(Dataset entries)
● ● ● ● ● ● ●
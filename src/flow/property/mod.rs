//! Property update pipeline: pick a writable version, edit its hostnames,
//! then activate it on the staging network.

use std::sync::Arc;

use serde::{Deserialize, Serialize};
use serde_json::{Value, json};

use super::{
    Flow, FlowError, FlowFuture, FlowStep, FlowStore, PapiClient, PapiError, PapiResponse,
};

/// Binding holding the version the flow edits and activates.
pub const NEW_VERSION_NUMBER: &str = "new_version_number";
/// Binding holding the ordered `(action, host)` edits.
pub const UPDATE_INFO_LIST: &str = "update_info_list";
/// Binding holding the addresses notified about activation.
pub const NOTIFY_EMAILS: &str = "notify_emails";
/// Binding holding the hostname list that was written.
pub const HOSTNAMES: &str = "hostnames";
/// Binding holding the activation link returned by the vendor.
pub const ACTIVATION_LINK: &str = "activation_link";

const ACTIVATION_NETWORK: &str = "STAGING";

/// Vendor property the pipeline operates on.
#[derive(Clone, Debug, Eq, PartialEq)]
pub struct PropertySettings {
    /// Vendor property identifier.
    pub property_id: String,
}

impl PropertySettings {
    /// Builds settings for a property.
    #[must_use]
    pub fn new(property_id: impl Into<String>) -> Self {
        Self {
            property_id: property_id.into(),
        }
    }
}

/// Edit applied to a property version's hostname list.
#[derive(Clone, Copy, Debug, Deserialize, Eq, PartialEq, Serialize)]
#[serde(rename_all = "lowercase")]
pub enum HostnameAction {
    /// Append the host, resolving its edge hostname id.
    Add,
    /// Drop the first host with the same `cnameFrom`.
    Remove,
}

/// Hostname entry as the vendor stores it.
#[derive(Clone, Debug, Deserialize, Eq, PartialEq, Serialize)]
#[serde(rename_all = "camelCase")]
pub struct HostInfo {
    /// Customer host name.
    pub cname_from: String,
    /// Edge hostname prefix the host points at.
    pub cname_to: String,
    /// Target kind, normally `EDGE_HOSTNAME`.
    pub cname_type: String,
    /// Vendor id of the edge hostname, filled in when adding.
    #[serde(default, skip_serializing_if = "Option::is_none")]
    pub edge_hostname_id: Option<String>,
}

impl HostInfo {
    /// Builds an entry pointing `cname_from` at an edge hostname.
    #[must_use]
    pub fn edge_hostname(cname_from: impl Into<String>, cname_to: impl Into<String>) -> Self {
        Self {
            cname_from: cname_from.into(),
            cname_to: cname_to.into(),
            cname_type: String::from("EDGE_HOSTNAME"),
            edge_hostname_id: None,
        }
    }
}

/// What [`GetOrCreateVersion`] decided to do with the property versions.
#[derive(Clone, Copy, Debug, Eq, PartialEq)]
pub enum VersionPlan {
    /// Nothing is active, so the newest version is still editable.
    Reuse(i64),
    /// An active version exists; clone the newest one into `from + 1`.
    Bump {
        /// Version to clone.
        from: i64,
    },
}

impl VersionPlan {
    /// Chooses between reusing and bumping.
    ///
    /// A missing latest version counts as 0, missing production and staging
    /// versions as -1.
    #[must_use]
    pub fn choose(latest: Option<i64>, production: Option<i64>, staging: Option<i64>) -> Self {
        let production_version = production.unwrap_or(-1);
        let staging_version = staging.unwrap_or(-1);
        let max_version = latest
            .unwrap_or(0)
            .max(production_version)
            .max(staging_version);
        if production_version == -1 && staging_version == -1 {
            Self::Reuse(max_version)
        } else {
            Self::Bump { from: max_version }
        }
    }

    /// Version number the flow continues with.
    #[must_use]
    pub const fn version(self) -> i64 {
        match self {
            Self::Reuse(version) => version,
            Self::Bump { from } => from + 1,
        }
    }
}

/// Builds the three-step property update flow.
#[must_use]
pub fn update_property_flow(client: Arc<dyn PapiClient>, settings: &PropertySettings) -> Flow {
    Flow::new(format!("update-property-{}", settings.property_id))
        .then(GetOrCreateVersion::new(Arc::clone(&client), settings))
        .then(ApplyHostnameUpdate::new(Arc::clone(&client), settings))
        .then(Activate::new(client, settings))
}

/// Seeds a [`FlowStore`] with the inputs [`update_property_flow`] needs.
///
/// # Errors
///
/// Returns the serializer error if the inputs cannot be encoded.
pub fn property_update_inputs(
    updates: &[(HostnameAction, HostInfo)],
    notify_emails: &[String],
) -> Result<FlowStore, serde_json::Error> {
    Ok(FlowStore::new()
        .with(UPDATE_INFO_LIST, serde_json::to_value(updates)?)
        .with(NOTIFY_EMAILS, serde_json::to_value(notify_emails)?))
}

/// Finds or creates an editable property version.
pub struct GetOrCreateVersion {
    client: Arc<dyn PapiClient>,
    property_id: String,
}

impl GetOrCreateVersion {
    const NAME: &'static str = "get_or_create_version";

    /// Builds the step for a property.
    #[must_use]
    pub fn new(client: Arc<dyn PapiClient>, settings: &PropertySettings) -> Self {
        Self {
            client,
            property_id: settings.property_id.clone(),
        }
    }

    async fn run(&self) -> Result<Value, FlowError> {
        tracing::info!(property = %self.property_id, "looking up next property version");
        let path = format!("properties/{}", self.property_id);
        let body = expect_json(Self::NAME, self.client.get(&path).await, 200)?;
        let property = field(Self::NAME, &body, "/properties/items/0")?;
        let version_of = |name: &str| property.get(name).and_then(Value::as_i64);
        let plan = VersionPlan::choose(
            version_of("latestVersion"),
            version_of("productionVersion"),
            version_of("stagingVersion"),
        );

        if let VersionPlan::Bump { from } = plan {
            let version_path = format!("properties/{}/versions/{from}", self.property_id);
            let version = expect_json(Self::NAME, self.client.get(&version_path).await, 200)?;
            let etag = field(Self::NAME, &version, "/versions/items/0/etag")?.clone();
            let clone = json!({ "createFromVersion": from, "createFromEtag": etag });
            let versions_path = format!("properties/{}/versions", self.property_id);
            expect_status(Self::NAME, self.client.post(&versions_path, &clone).await, 201)?;
        }
        Ok(json!(plan.version()))
    }
}

impl FlowStep for GetOrCreateVersion {
    fn name(&self) -> &'static str {
        Self::NAME
    }

    fn requires(&self) -> &'static [&'static str] {
        &[]
    }

    fn provides(&self) -> &'static str {
        NEW_VERSION_NUMBER
    }

    fn execute<'a>(&'a mut self, _store: &'a FlowStore) -> FlowFuture<'a, Value> {
        Box::pin(self.run())
    }
}

/// Applies hostname edits to the selected version.
///
/// The version's hostnames and the account's edge hostnames are fetched at
/// most once per step instance.
pub struct ApplyHostnameUpdate {
    client: Arc<dyn PapiClient>,
    property_id: String,
    existing_hosts: Option<Vec<Value>>,
    edge_hostnames: Option<Vec<Value>>,
}

impl ApplyHostnameUpdate {
    const NAME: &'static str = "apply_hostname_update";

    /// Builds the step for a property.
    #[must_use]
    pub fn new(client: Arc<dyn PapiClient>, settings: &PropertySettings) -> Self {
        Self {
            client,
            property_id: settings.property_id.clone(),
            existing_hosts: None,
            edge_hostnames: None,
        }
    }

    async fn load_hosts(&mut self, hostnames_path: &str) -> Result<Vec<Value>, FlowError> {
        if let Some(hosts) = &self.existing_hosts {
            return Ok(hosts.clone());
        }
        tracing::info!(property = %self.property_id, "fetching property hostnames");
        let body = expect_json(Self::NAME, self.client.get(hostnames_path).await, 200)?;
        let hosts = items(Self::NAME, &body, "/hostnames/items")?;
        self.existing_hosts = Some(hosts.clone());
        Ok(hosts)
    }

    async fn edge_hostname_id(&mut self, cname_to: &str) -> Result<Option<String>, FlowError> {
        if self.edge_hostnames.is_none() {
            tracing::info!(property = %self.property_id, "fetching edge hostnames");
            let body = expect_json(Self::NAME, self.client.get("edgehostnames").await, 200)?;
            self.edge_hostnames = Some(items(Self::NAME, &body, "/edgeHostnames/items")?);
        }
        Ok(self
            .edge_hostnames
            .iter()
            .flatten()
            .filter(|edge| edge.get("domainPrefix").and_then(Value::as_str) == Some(cname_to))
            .filter_map(|edge| edge.get("edgeHostnameId"))
            .map(|id| id.as_str().map_or_else(|| id.to_string(), str::to_owned))
            .last())
    }

    async fn run(&mut self, store: &FlowStore) -> Result<Value, FlowError> {
        let version: i64 = store.require(Self::NAME, NEW_VERSION_NUMBER)?;
        let updates: Vec<(HostnameAction, HostInfo)> =
            store.require(Self::NAME, UPDATE_INFO_LIST)?;
        let hostnames_path = format!(
            "properties/{}/versions/{version}/hostnames",
            self.property_id
        );
        let mut hosts = self.load_hosts(&hostnames_path).await?;

        for (action, host) in updates {
            match action {
                HostnameAction::Add => {
                    let mut added = host;
                    if let Some(id) = self.edge_hostname_id(&added.cname_to).await? {
                        added.edge_hostname_id = Some(id);
                    }
                    hosts.push(to_value(Self::NAME, &added)?);
                }
                HostnameAction::Remove => {
                    let matches_host = |existing: &Value| {
                        existing.get("cnameFrom").and_then(Value::as_str)
                            == Some(host.cname_from.as_str())
                    };
                    if let Some(position) = hosts.iter().position(matches_host) {
                        hosts.remove(position);
                    }
                }
            }
        }

        tracing::info!(
            property = %self.property_id,
            version,
            hosts = hosts.len(),
            "updating property hostnames"
        );
        let payload = Value::Array(hosts.clone());
        expect_status(Self::NAME, self.client.put(&hostnames_path, &payload).await, 200)?;
        self.existing_hosts = Some(hosts);
        Ok(payload)
    }
}

impl FlowStep for ApplyHostnameUpdate {
    fn name(&self) -> &'static str {
        Self::NAME
    }

    fn requires(&self) -> &'static [&'static str] {
        &[NEW_VERSION_NUMBER, UPDATE_INFO_LIST]
    }

    fn provides(&self) -> &'static str {
        HOSTNAMES
    }

    fn execute<'a>(&'a mut self, store: &'a FlowStore) -> FlowFuture<'a, Value> {
        Box::pin(self.run(store))
    }
}

/// Activates the edited version on the staging network.
///
/// The vendor answers `400` listing warnings that must be acknowledged; the
/// step resubmits once with every warning acknowledged.
pub struct Activate {
    client: Arc<dyn PapiClient>,
    property_id: String,
}

impl Activate {
    const NAME: &'static str = "activate";

    /// Builds the step for a property.
    #[must_use]
    pub fn new(client: Arc<dyn PapiClient>, settings: &PropertySettings) -> Self {
        Self {
            client,
            property_id: settings.property_id.clone(),
        }
    }

    async fn run(&self, store: &FlowStore) -> Result<Value, FlowError> {
        let version: i64 = store.require(Self::NAME, NEW_VERSION_NUMBER)?;
        let notify_emails: Vec<String> = store.require(Self::NAME, NOTIFY_EMAILS)?;
        let path = format!("properties/{}/activations", self.property_id);
        let mut request = json!({
            "propertyVersion": version,
            "network": ACTIVATION_NETWORK,
            "note": format!("Updating configuration for property {}", self.property_id),
            "notifyEmails": notify_emails,
        });

        tracing::info!(property = %self.property_id, version, "activating property version");
        let first = transport(Self::NAME, self.client.post(&path, &request).await)?;
        let accepted = if first.status == 400 {
            let warnings = parse(Self::NAME, &first)?
                .get("warnings")
                .and_then(Value::as_array)
                .map(|warnings| {
                    warnings
                        .iter()
                        .filter_map(|warning| warning.get("messageId").cloned())
                        .collect::<Vec<_>>()
                })
                .unwrap_or_default();
            tracing::info!(
                property = %self.property_id,
                warnings = warnings.len(),
                "acknowledging activation warnings"
            );
            if let Value::Object(fields) = &mut request {
                fields.insert(String::from("acknowledgeWarnings"), Value::Array(warnings));
            }
            expect_status(Self::NAME, self.client.post(&path, &request).await, 201)?
        } else {
            require_status(Self::NAME, first, 201)?
        };

        let body = parse(Self::NAME, &accepted)?;
        Ok(field(Self::NAME, &body, "/activationLink")?.clone())
    }
}

impl FlowStep for Activate {
    fn name(&self) -> &'static str {
        Self::NAME
    }

    fn requires(&self) -> &'static [&'static str] {
        &[NEW_VERSION_NUMBER, NOTIFY_EMAILS]
    }

    fn provides(&self) -> &'static str {
        ACTIVATION_LINK
    }

    fn execute<'a>(&'a mut self, store: &'a FlowStore) -> FlowFuture<'a, Value> {
        Box::pin(self.run(store))
    }
}

fn transport(
    step: &str,
    response: Result<PapiResponse, PapiError>,
) -> Result<PapiResponse, FlowError> {
    response.map_err(|source| FlowError::Transport {
        step: step.to_owned(),
        source,
    })
}

fn require_status(
    step: &str,
    response: PapiResponse,
    expected: u16,
) -> Result<PapiResponse, FlowError> {
    if response.status == expected {
        Ok(response)
    } else {
        Err(FlowError::VendorApi {
            step: step.to_owned(),
            status: response.status,
            body: response.body,
        })
    }
}

fn expect_status(
    step: &str,
    response: Result<PapiResponse, PapiError>,
    expected: u16,
) -> Result<PapiResponse, FlowError> {
    require_status(step, transport(step, response)?, expected)
}

fn expect_json(
    step: &str,
    response: Result<PapiResponse, PapiError>,
    expected: u16,
) -> Result<Value, FlowError> {
    parse(step, &expect_status(step, response, expected)?)
}

fn parse(step: &str, response: &PapiResponse) -> Result<Value, FlowError> {
    response.parse().map_err(|err| FlowError::InvalidResponse {
        step: step.to_owned(),
        message: format!("body is not JSON: {err}"),
    })
}

fn field<'v>(step: &str, body: &'v Value, pointer: &str) -> Result<&'v Value, FlowError> {
    body.pointer(pointer)
        .ok_or_else(|| FlowError::InvalidResponse {
            step: step.to_owned(),
            message: format!("missing {pointer}"),
        })
}

fn items(step: &str, body: &Value, pointer: &str) -> Result<Vec<Value>, FlowError> {
    field(step, body, pointer)?
        .as_array()
        .cloned()
        .ok_or_else(|| FlowError::InvalidResponse {
            step: step.to_owned(),
            message: format!("{pointer} is not a list"),
        })
}

fn to_value(step: &str, host: &HostInfo) -> Result<Value, FlowError> {
    serde_json::to_value(host).map_err(|err| FlowError::InvalidInput {
        step: step.to_owned(),
        input: UPDATE_INFO_LIST.to_owned(),
        message: err.to_string(),
    })
}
● ● ● ● ● ● ●
In the entries above, find each line with the word "derive" and show it.

#[derive(Clone, Debug, Eq, PartialEq)]
#[derive(Clone, Copy, Debug, Deserialize, Eq, PartialEq, Serialize)]
#[derive(Clone, Debug, Deserialize, Eq, PartialEq, Serialize)]
#[derive(Clone, Copy, Debug, Eq, PartialEq)]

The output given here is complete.